Most topics of interest in rendering are covered, with BRDFs, HDR imaging, Image Based Lighting, Radiance Transfer or Subsurface Scattering all making a showing. It is noteworthy that the focus is not necessarily on approaches valid for realtime rendering. In the same key, there is a slight bias towards raytracing as a rendering method, with rasterization taking a backseat. This is quite fitting considering that the main consideration in the text often seems to be offline rendering. A treasure trove hidden near the back cover is the reference list, which provides an abundance of interesting papers and volumes.
If we were to pick two particular chapters that we enjoyed, those would be chapters 8 and 10, which deal with Reflectance reconstruction and Radiance transfer. Overall, the writing style is enjoyable if formal - this should be par for the course for those familiar with the whole academic article / technical write-up hoopla. If we were to critique something about the "implementation" itself (we're mean, critique filled bastards, as you well know by now), it would be the typos that made it through the fine comb of editing - they are definitely not numerous, but somewhat noticeable in places. A second revision is likely to eradicate all. We'd also have loved if a hardcover version existed, albeit we understand how that might've pushed prices up.

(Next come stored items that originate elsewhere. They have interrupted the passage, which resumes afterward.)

//! Cell grids for characters and colors.

use crate::region::Rect;
use crate::types::{ColorPair, Point, Size, StyledChar, TextStyle};

/// Row-major 2D grid of cells.
#[derive(Debug, Clone, PartialEq, Eq)]
pub struct Grid<T> {
    size: Size,
    cells: Vec<T>,
}

/// A widget's (or the screen's) characters.
pub type Canvas = Grid<StyledChar>;

/// A widget's (or the screen's) color pairs.
pub type ColorGrid = Grid<ColorPair>;

impl<T: Copy> Grid<T> {
    pub fn new(size: Size, fill: T) -> Self {
        Self {
            size,
            cells: vec![fill; size.area()],
        }
    }

    pub fn size(&self) -> Size {
        self.size
    }

    pub fn height(&self) -> u16 {
        self.size.height
    }

    pub fn width(&self) -> u16 {
        self.size.width
    }

    /// Reallocate to `size`, filling every cell with `fill`.
    ///
    /// Old contents are not preserved. The allocation is reused when possible.
    pub fn reset(&mut self, size: Size, fill: T) {
        self.size = size;
        self.cells.clear();
        self.cells.resize(size.area(), fill);
    }

    pub fn cells(&self) -> &[T] {
        &self.cells
    }

    pub fn row(&self, row: u16) -> &[T] {
        let w = self.size.width as usize;
        let start = (row as usize) * w;
        &self.cells[start..start + w]
    }

    #[inline(always)]
    fn idx(&self, row: i32, col: i32) -> Option<usize> {
        if row < 0 || col < 0 || row >= self.size.height as i32 || col >= self.size.width as i32 {
            return None;
        }
        Some((row as usize) * (self.size.width as usize) + (col as usize))
    }

    pub fn get(&self, row: i32, col: i32) -> Option<T> {
        self.idx(row, col).map(|i| self.cells[i])
    }

    pub fn get_mut(&mut self, row: i32, col: i32) -> Option<&mut T> {
        self.idx(row, col).map(move |i| &mut self.cells[i])
    }

    pub fn set(&mut self, row: i32, col: i32, value: T) {
        if let Some(i) = self.idx(row, col) {
            self.cells[i] = value;
        }
    }

    pub fn fill(&mut self, value: T) {
        self.cells.fill(value);
    }

    /// Fill the part of `rect` that lies inside the grid.
    pub fn fill_rect(&mut self, rect: Rect, value: T) {
        let top = rect.top.max(0);
        let left = rect.left.max(0);
        let bottom = rect.bottom.min(self.size.height as i32);
        let right = rect.right.min(self.size.width as i32);
        for row in top..bottom {
            for col in left..right {
                self.set(row, col, value);
            }
        }
    }

    pub fn swap(&mut self, other: &mut Grid<T>) {
        std::mem::swap(self, other);
    }
}

impl Canvas {
    /// Write `text` starting at `pos`, clipped to the grid.
    ///
    /// Newlines start a new row at the original column.
    pub fn put_str(&mut self, pos: Point, text: &str, style: TextStyle) {
        let mut row = pos.row;
        let mut col = pos.col;
        for ch in text.chars() {
            if ch == '\n' {
                row += 1;
                col = pos.col;
                continue;
            }
            if row >= self.size.height as i32 {
                break;
            }
            self.set(row, col, StyledChar::plain(ch).with_style(style));
            col += 1;
        }
    }

    /// Row contents as a `String` (attributes dropped).
    pub fn row_text(&self, row: u16) -> String {
        self.row(row).iter().map(|c| c.ch).collect()
    }
}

Overall, Ms. Kurachi's text is one we'd warmly recommend to those familiar with the field, who want to have nicely put together cross-section on hand. Think of it as Realtime Rendering focused mostly on the strictly theoretic aspects, and with the Realtime component significantly slimmed down. It's definitely not for Harry Potters though, as we can imagine those at the beginning of their pixel lighting trek being discouraged by some of the more complex elements.